Filter the entries, keeping every line with the word "child".

Start of The data

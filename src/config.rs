//! # Graph Configuration
//!
//! Resolves and freezes the edge-type taxonomy and the adjacency
//! representation for one graph instance.
//!
//! Directed tokens are read as consecutive converse pairs:
//! `["parent", "child"]` means an edge that is `parent` as seen from its
//! source is `child` as seen from its target. Non-directed tokens are their
//! own converse.

use std::fmt;
use std::str::FromStr;

use hashbrown::HashMap;
use serde::{Deserialize, Serialize};

use crate::{Error, Result};

/// Token used when neither directed nor non-directed tokens are supplied.
pub const FALLBACK_EDGE_TYPE: &str = "related";

/// Separator used by the string-encoded adjacency backend unless overridden.
pub const DEFAULT_SEPARATOR: char = ',';

// ============================================================================
// Container kind
// ============================================================================

/// Representation used for every adjacency slot of a graph.
#[derive(Debug, Clone, Copy, Default, PartialEq, Eq, Hash, Serialize, Deserialize)]
#[serde(rename_all = "lowercase")]
pub enum ContainerKind {
    /// Ordered vector, linear dedup. Works for every id.
    #[default]
    List,
    /// Hash set. Constant-time membership, no ordering.
    Set,
    /// One delimited text buffer. Compact, linear-time operations.
    String,
}

impl ContainerKind {
    pub fn as_str(&self) -> &'static str {
        match self {
            ContainerKind::List => "list",
            ContainerKind::Set => "set",
            ContainerKind::String => "string",
        }
    }

    /// Like `FromStr`, but unknown names fall back to [`ContainerKind::List`].
    pub fn parse_lenient(name: &str) -> Self {
        name.parse().unwrap_or_else(|_| {
            tracing::warn!(kind = name, "unknown container kind, falling back to list");
            ContainerKind::List
        })
    }
}

impl FromStr for ContainerKind {
    type Err = Error;

    fn from_str(s: &str) -> Result<Self> {
        match s.trim().to_ascii_lowercase().as_str() {
            "list" => Ok(ContainerKind::List),
            "set" => Ok(ContainerKind::Set),
            "string" | "str" => Ok(ContainerKind::String),
            _ => Err(Error::UnknownContainerKind(s.to_string())),
        }
    }
}

impl fmt::Display for ContainerKind {
    fn fmt(&self, f: &mut fmt::Formatter<'_>) -> fmt::Result {
        f.write_str(self.as_str())
    }
}

// ============================================================================
// GraphConfig
// ============================================================================

/// Frozen configuration of one graph. Built with [`GraphConfig::builder`].
#[derive(Debug, Clone, PartialEq, Serialize)]
pub struct GraphConfig {
    graph_id: Option<String>,
    edges_values: bool,
    directed: Vec<String>,
    converse: HashMap<String, String>,
    non_directed: Vec<String>,
    default_edge_type: String,
    callback: bool,
    container_kind: ContainerKind,
    strict_edge_types: bool,
    string_separator: char,
}

impl Default for GraphConfig {
    fn default() -> Self {
        GraphConfigBuilder::default().resolve()
    }
}

impl GraphConfig {
    pub fn builder() -> GraphConfigBuilder {
        GraphConfigBuilder::default()
    }

    pub fn graph_id(&self) -> Option<&str> {
        self.graph_id.as_deref()
    }

    /// Reserved for edge payloads; the engine does not interpret it.
    pub fn edges_values(&self) -> bool {
        self.edges_values
    }

    pub fn directed_edge_types(&self) -> &[String] {
        &self.directed
    }

    pub fn non_directed_edge_types(&self) -> &[String] {
        &self.non_directed
    }

    pub fn default_edge_type(&self) -> &str {
        &self.default_edge_type
    }

    /// Default for `add_to_both`: whether inserting A→B records the converse at B.
    pub fn callback(&self) -> bool {
        self.callback
    }

    pub fn container_kind(&self) -> ContainerKind {
        self.container_kind
    }

    pub fn strict_edge_types(&self) -> bool {
        self.strict_edge_types
    }

    pub fn string_separator(&self) -> char {
        self.string_separator
    }

    /// `Some(true)` for directed tokens, `Some(false)` for non-directed ones,
    /// `None` for tokens this configuration does not know.
    pub fn is_directed(&self, token: &str) -> Option<bool> {
        if self.converse.contains_key(token) {
            Some(true)
        } else if self.non_directed.iter().any(|t| t == token) {
            Some(false)
        } else {
            None
        }
    }

    pub fn allows(&self, token: &str) -> bool {
        self.is_directed(token).is_some()
    }

    /// The token that labels the same relation from the other endpoint.
    pub fn converse(&self, token: &str) -> Option<&str> {
        match self.converse.get(token) {
            Some(c) => Some(c.as_str()),
            None => self.non_directed.iter().find(|t| *t == token).map(String::as_str),
        }
    }

    /// Every token known to this configuration, directed first.
    pub fn edge_types(&self) -> impl Iterator<Item = &str> {
        self.directed.iter().chain(self.non_directed.iter()).map(String::as_str)
    }
}

// ============================================================================
// Builder
// ============================================================================

/// Raw, unresolved settings. Deserializable so embedders can keep them in
/// their own config files.
#[derive(Debug, Clone, Serialize, Deserialize)]
#[serde(default)]
pub struct GraphConfigBuilder {
    pub graph_id: Option<String>,
    pub edges_values: bool,
    pub directed_edge_types: Vec<String>,
    pub non_directed_edge_types: Vec<String>,
    pub default_edge_type: Option<String>,
    pub callback: bool,
    pub container_kind: ContainerKind,
    pub strict_edge_types: bool,
    pub string_separator: char,
}

impl Default for GraphConfigBuilder {
    fn default() -> Self {
        Self {
            graph_id: None,
            edges_values: false,
            directed_edge_types: Vec::new(),
            non_directed_edge_types: Vec::new(),
            default_edge_type: None,
            callback: true,
            container_kind: ContainerKind::List,
            strict_edge_types: true,
            string_separator: DEFAULT_SEPARATOR,
        }
    }
}

impl GraphConfigBuilder {
    pub fn graph_id(mut self, id: impl Into<String>) -> Self {
        self.graph_id = Some(id.into());
        self
    }

    pub fn edges_values(mut self, on: bool) -> Self {
        self.edges_values = on;
        self
    }

    pub fn directed(mut self, tokens: impl IntoIterator<Item = impl Into<String>>) -> Self {
        self.directed_edge_types.extend(tokens.into_iter().map(Into::into));
        self
    }

    pub fn directed_pair(mut self, from: impl Into<String>, to: impl Into<String>) -> Self {
        self.directed_edge_types.push(from.into());
        self.directed_edge_types.push(to.into());
        self
    }

    pub fn non_directed(mut self, tokens: impl IntoIterator<Item = impl Into<String>>) -> Self {
        self.non_directed_edge_types.extend(tokens.into_iter().map(Into::into));
        self
    }

    pub fn default_edge_type(mut self, token: impl Into<String>) -> Self {
        self.default_edge_type = Some(token.into());
        self
    }

    pub fn callback(mut self, add_to_both: bool) -> Self {
        self.callback = add_to_both;
        self
    }

    pub fn container_kind(mut self, kind: ContainerKind) -> Self {
        self.container_kind = kind;
        self
    }

    /// Select the representation by name; unknown names fall back to `list`.
    pub fn container_kind_name(mut self, name: &str) -> Self {
        self.container_kind = ContainerKind::parse_lenient(name);
        self
    }

    pub fn strict_edge_types(mut self, strict: bool) -> Self {
        self.strict_edge_types = strict;
        self
    }

    pub fn string_separator(mut self, sep: char) -> Self {
        self.string_separator = sep;
        self
    }

    /// Resolve overlaps, pair directed tokens and pick the default token.
    ///
    /// Fails only when the string separator collides with the id text form.
    pub fn build(self) -> Result<GraphConfig> {
        let sep = self.string_separator;
        if sep.is_alphanumeric() || matches!(sep, ';' | ':' | '-' | '.' | '+') {
            return Err(Error::InvalidSeparator(sep));
        }
        Ok(self.resolve())
    }

    fn resolve(self) -> GraphConfig {
        let mut directed: Vec<String> = Vec::new();
        for token in self.directed_edge_types {
            if !directed.contains(&token) {
                directed.push(token);
            }
        }

        let mut non_directed: Vec<String> = Vec::new();
        for token in self.non_directed_edge_types {
            if directed.contains(&token) {
                tracing::debug!(token = %token, "edge type declared both ways, keeping it directed");
                continue;
            }
            if !non_directed.contains(&token) {
                non_directed.push(token);
            }
        }

        let mut converse = HashMap::with_capacity(directed.len());
        for pair in directed.chunks(2) {
            match pair {
                [from, to] => {
                    converse.insert(from.clone(), to.clone());
                    converse.insert(to.clone(), from.clone());
                }
                [lone] => {
                    converse.insert(lone.clone(), lone.clone());
                }
                _ => {}
            }
        }

        let explicit = self
            .default_edge_type
            .filter(|t| directed.contains(t) || non_directed.contains(t));
        let default_edge_type = if let Some(t) = explicit {
            t
        } else if let Some(t) = directed.first() {
            t.clone()
        } else if let Some(t) = non_directed.first() {
            t.clone()
        } else {
            non_directed.push(FALLBACK_EDGE_TYPE.to_string());
            FALLBACK_EDGE_TYPE.to_string()
        };

        GraphConfig {
            graph_id: self.graph_id,
            edges_values: self.edges_values,
            directed,
            converse,
            non_directed,
            default_edge_type,
            callback: self.callback,
            container_kind: self.container_kind,
            strict_edge_types: self.strict_edge_types,
            string_separator: self.string_separator,
        }
    }
}
//! Opaque node identifiers.

use std::fmt;
use std::hash::{Hash, Hasher};

use serde::{Deserialize, Serialize};

use crate::{Error, Result};

/// Identifier of a node.
///
/// Any hashable scalar works as a key: text, integers, floats, or a
/// fixed-size composite of those. Floats hash and compare by bit pattern,
/// with `-0.0` folded into `0.0` and every NaN folded into one value.
#[derive(Debug, Clone, Serialize, Deserialize)]
#[serde(untagged)]
pub enum ElementId {
    Int(i64),
    Float(f64),
    Str(String),
    Tuple(Vec<ElementId>),
}

fn canonical_bits(f: f64) -> u64 {
    if f == 0.0 {
        0
    } else if f.is_nan() {
        f64::NAN.to_bits()
    } else {
        f.to_bits()
    }
}

impl PartialEq for ElementId {
    fn eq(&self, other: &Self) -> bool {
        match (self, other) {
            (ElementId::Int(a), ElementId::Int(b)) => a == b,
            (ElementId::Float(a), ElementId::Float(b)) => canonical_bits(*a) == canonical_bits(*b),
            (ElementId::Str(a), ElementId::Str(b)) => a == b,
            (ElementId::Tuple(a), ElementId::Tuple(b)) => a == b,
            _ => false,
        }
    }
}

impl Eq for ElementId {}

impl Hash for ElementId {
    fn hash<H: Hasher>(&self, state: &mut H) {
        std::mem::discriminant(self).hash(state);
        match self {
            ElementId::Int(v) => v.hash(state),
            ElementId::Float(v) => canonical_bits(*v).hash(state),
            ElementId::Str(v) => v.hash(state),
            ElementId::Tuple(v) => v.hash(state),
        }
    }
}

impl ElementId {
    pub fn as_int(&self) -> Option<i64> {
        match self {
            ElementId::Int(i) => Some(*i),
            _ => None,
        }
    }

    pub fn as_str(&self) -> Option<&str> {
        match self {
            ElementId::Str(s) => Some(s),
            _ => None,
        }
    }

    /// Lossless text form, used by the string-encoded adjacency backend.
    ///
    /// Integers and floats are terminated by `;`, strings are length-prefixed
    /// (`s<len>:<text>`) and tuples carry their arity (`t<n>:` then items).
    pub fn encode(&self) -> String {
        let mut out = String::new();
        self.encode_into(&mut out);
        out
    }

    fn encode_into(&self, out: &mut String) {
        use std::fmt::Write;
        // Writing into a String cannot fail.
        let _ = match self {
            ElementId::Int(v) => write!(out, "i{v};"),
            ElementId::Float(v) => {
                let v = if *v == 0.0 { 0.0 } else { *v };
                write!(out, "f{v};")
            }
            ElementId::Str(s) => write!(out, "s{}:{s}", s.len()),
            ElementId::Tuple(items) => {
                let r = write!(out, "t{}:", items.len());
                for item in items {
                    item.encode_into(out);
                }
                r
            }
        };
    }

    /// Inverse of [`ElementId::encode`].
    pub fn decode(text: &str) -> Result<ElementId> {
        let mut cursor = Cursor { text, pos: 0 };
        let id = cursor.parse_one()?;
        if cursor.pos != text.len() {
            return Err(Error::Decode(format!(
                "trailing input after id at byte {} in {text:?}",
                cursor.pos
            )));
        }
        Ok(id)
    }
}

struct Cursor<'a> {
    text: &'a str,
    pos: usize,
}

impl<'a> Cursor<'a> {
    fn fail(&self, what: &str) -> Error {
        Error::Decode(format!("{what} at byte {} in {:?}", self.pos, self.text))
    }

    fn take_until(&mut self, stop: char) -> Result<&'a str> {
        let rest = &self.text[self.pos..];
        let end = rest.find(stop).ok_or_else(|| self.fail("unterminated field"))?;
        self.pos += end + stop.len_utf8();
        Ok(&rest[..end])
    }

    fn parse_count(&mut self) -> Result<usize> {
        let digits = self.take_until(':')?;
        digits.parse().map_err(|_| self.fail("bad length prefix"))
    }

    fn parse_one(&mut self) -> Result<ElementId> {
        let tag = self.text[self.pos..]
            .chars()
            .next()
            .ok_or_else(|| self.fail("unexpected end of input"))?;
        self.pos += tag.len_utf8();
        match tag {
            'i' => {
                let digits = self.take_until(';')?;
                digits.parse().map(ElementId::Int).map_err(|_| self.fail("bad integer"))
            }
            'f' => {
                let digits = self.take_until(';')?;
                digits.parse().map(ElementId::Float).map_err(|_| self.fail("bad float"))
            }
            's' => {
                let len = self.parse_count()?;
                let body = self
                    .pos
                    .checked_add(len)
                    .and_then(|end| self.text.get(self.pos..end))
                    .ok_or_else(|| self.fail("string body out of range"))?;
                self.pos += len;
                Ok(ElementId::Str(body.to_owned()))
            }
            't' => {
                let n = self.parse_count()?;
                let mut items = Vec::with_capacity(n.min(16));
                for _ in 0..n {
                    items.push(self.parse_one()?);
                }
                Ok(ElementId::Tuple(items))
            }
            other => Err(self.fail(&format!("unknown tag {other:?}"))),
        }
    }
}

// ============================================================================
// Conversions (From impls)
// ============================================================================

impl From<i32> for ElementId { fn from(v: i32) -> Self { ElementId::Int(v as i64) } }
impl From<i64> for ElementId { fn from(v: i64) -> Self { ElementId::Int(v) } }
impl From<u32> for ElementId { fn from(v: u32) -> Self { ElementId::Int(v as i64) } }
impl From<f64> for ElementId { fn from(v: f64) -> Self { ElementId::Float(v) } }
impl From<String> for ElementId { fn from(v: String) -> Self { ElementId::Str(v) } }
impl From<&str> for ElementId { fn from(v: &str) -> Self { ElementId::Str(v.to_owned()) } }
impl From<&ElementId> for ElementId { fn from(v: &ElementId) -> Self { v.clone() } }
impl<T: Into<ElementId>> From<Vec<T>> for ElementId {
    fn from(v: Vec<T>) -> Self { ElementId::Tuple(v.into_iter().map(Into::into).collect()) }
}
impl<A: Into<ElementId>, B: Into<ElementId>> From<(A, B)> for ElementId {
    fn from((a, b): (A, B)) -> Self { ElementId::Tuple(vec![a.into(), b.into()]) }
}

// ============================================================================
// Display
// ============================================================================

impl fmt::Display for ElementId {
    fn fmt(&self, f: &mut fmt::Formatter<'_>) -> fmt::Result {
        match self {
            ElementId::Int(i) => write!(f, "{i}"),
            ElementId::Float(v) => write!(f, "{v}"),
            ElementId::Str(s) => write!(f, "\"{}\"", s.replace('"', "\\\"")),
            ElementId::Tuple(items) => {
                write!(f, "(")?;
                for (i, v) in items.iter().enumerate() {
                    if i > 0 { write!(f, ", ")?; }
                    write!(f, "{v}")?;
                }
                write!(f, ")")
            }
        }
    }
}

End of The data

* Final answer *
//! `["parent", "child"]` means an edge that is `parent` as seen from its
//! source is `child` as seen from its target. Non-directed tokens are their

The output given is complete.